Dexedrine: The go-pill.

Dexedrine, or dextroamphetamine, has been around for a long time. Dextroamphetamine has been used and abused long before amphetamines were controlled and restricted by the government. In addition to medical uses, Dexedrine has been used by the military as a “go-pill”. The drug is given to soldiers to increase their wakefulness and alertness. Unfortunately, the use of dextroamphetamine can lead to substance use disorders, specifically stimulant use disorder. There have been incidents involving the military, resulting in wrongful deaths that were blamed on these go-pills. Dexedrine has also been prescribed to children in the form of a bubblegum-flavored liquid, ProCentra.

Methamphetamine vs. amphetamine.

Methamphetamines are more potent CNS stimulants compared to amphetamines, due to the ability of a methamphetamine drug to cross the blood-brain barrier more easily. There are stimulant medications that use methamphetamine as the primary ingredient. Desoxyn is one such brand. Meth is more often associated with street use and manufacture in clandestine labs. Many common cold medications, such as Sudafed, are now restricted because they can be used to make meth in kitchen labs.

Amphetamine-type stimulant drugs are used for weight loss.

Adipex-P, or phentermine, is a weight loss drug that is related to the amphetamine stimulant drugs. It also has similar side effects, including an increase in heart rate and blood pressure. Phentermine does not have as high of abuse potential as amphetamine or methamphetamine. 

There are other prescription stimulants to be aware of.

Amphetamine is a contraction of the chemical name, alpha-methylphenethylamine. In addition to some of the brand names listed here, there are also drugs such as Dyanavel, Evekeo, QuilliChew, and Quillivant. There are also a variety of street names. Generally, stimulants are known on the streets as “speed.”

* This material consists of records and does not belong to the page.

//! Migration adding login lockout and token revocation columns to users,
//! plus the lookup indexes used by the admin and company listings.
//!
//! SQLite accepts a single column per `ALTER TABLE`, so each column is added
//! with its own statement.

use sea_orm_migration::prelude::*;

#[derive(DeriveMigrationName)]
pub struct Migration;

const INDEXES: &[&str] = &[
    "ix_users_active_role",
    "ix_users_tenant_email",
    "ix_companies_postcode",
    "ix_companies_ch_number",
];

#[async_trait::async_trait]
impl MigrationTrait for Migration {
    async fn up(&self, manager: &SchemaManager) -> Result<(), DbErr> {
        let columns = [
            ColumnDef::new(Users::FailedLoginCount)
                .integer()
                .not_null()
                .default(0)
                .to_owned(),
            ColumnDef::new(Users::LockoutUntil)
                .timestamp_with_time_zone()
                .null()
                .to_owned(),
            ColumnDef::new(Users::TokenVersion)
                .integer()
                .not_null()
                .default(0)
                .to_owned(),
            ColumnDef::new(Users::LastLoginAt)
                .timestamp_with_time_zone()
                .null()
                .to_owned(),
            ColumnDef::new(Users::PasswordChangedAt)
                .timestamp_with_time_zone()
                .null()
                .to_owned(),
        ];

        for column in columns {
            manager
                .alter_table(
                    Table::alter()
                        .table(Users::Table)
                        .add_column(column)
                        .to_owned(),
                )
                .await?;
        }

        manager
            .create_index(
                Index::create()
                    .name("ix_users_active_role")
                    .table(Users::Table)
                    .col(Users::IsActive)
                    .col(Users::Role)
                    .to_owned(),
            )
            .await?;

        manager
            .create_index(
                Index::create()
                    .name("ix_users_tenant_email")
                    .table(Users::Table)
                    .col(Users::TenantId)
                    .col(Users::Email)
                    .to_owned(),
            )
            .await?;

        manager
            .create_index(
                Index::create()
                    .name("ix_companies_postcode")
                    .table(Companies::Table)
                    .col(Companies::Postcode)
                    .to_owned(),
            )
            .await?;

        manager
            .create_index(
                Index::create()
                    .name("ix_companies_ch_number")
                    .table(Companies::Table)
                    .col(Companies::CompaniesHouseNumber)
                    .to_owned(),
            )
            .await?;

        Ok(())
    }

    async fn down(&self, manager: &SchemaManager) -> Result<(), DbErr> {
        for name in INDEXES {
            manager
                .drop_index(Index::drop().name(*name).to_owned())
                .await?;
        }

        for column in [
            Users::PasswordChangedAt,
            Users::LastLoginAt,
            Users::TokenVersion,
            Users::LockoutUntil,
            Users::FailedLoginCount,
        ] {
            manager
                .alter_table(
                    Table::alter()
                        .table(Users::Table)
                        .drop_column(column)
                        .to_owned(),
                )
                .await?;
        }

        Ok(())
    }
}

#[derive(DeriveIden)]
enum Users {
    Table,
    Email,
    IsActive,
    Role,
    TenantId,
    FailedLoginCount,
    LockoutUntil,
    TokenVersion,
    LastLoginAt,
    PasswordChangedAt,
}

#[derive(DeriveIden)]
enum Companies {
    Table,
    Postcode,
    CompaniesHouseNumber,
}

The stimulant sex connection. 

Amphetamines and other stimulant drugs have long been used as aphrodisiacs to enhance sexual experiences. Unfortunately, this can lead to an addiction experience where the drug user associates stimulant drugs with sex. Stimulant and sex issues can complicate long-term recovery and may require extensive therapy

Healthy living and long-term treatment are essential components of addiction recovery.

Recovering drug users need to learn to have healthy eating habits and healthy relationships. They must overcome the belief that they need to take prescription stimulants or street drugs to manage their lives. Improving methal health with effective therapy can make a big difference in preventing a stimulant relapse in the future. Additionally, patients with a history of stimulant abuse should request that doctors only prescribe non-stimulants.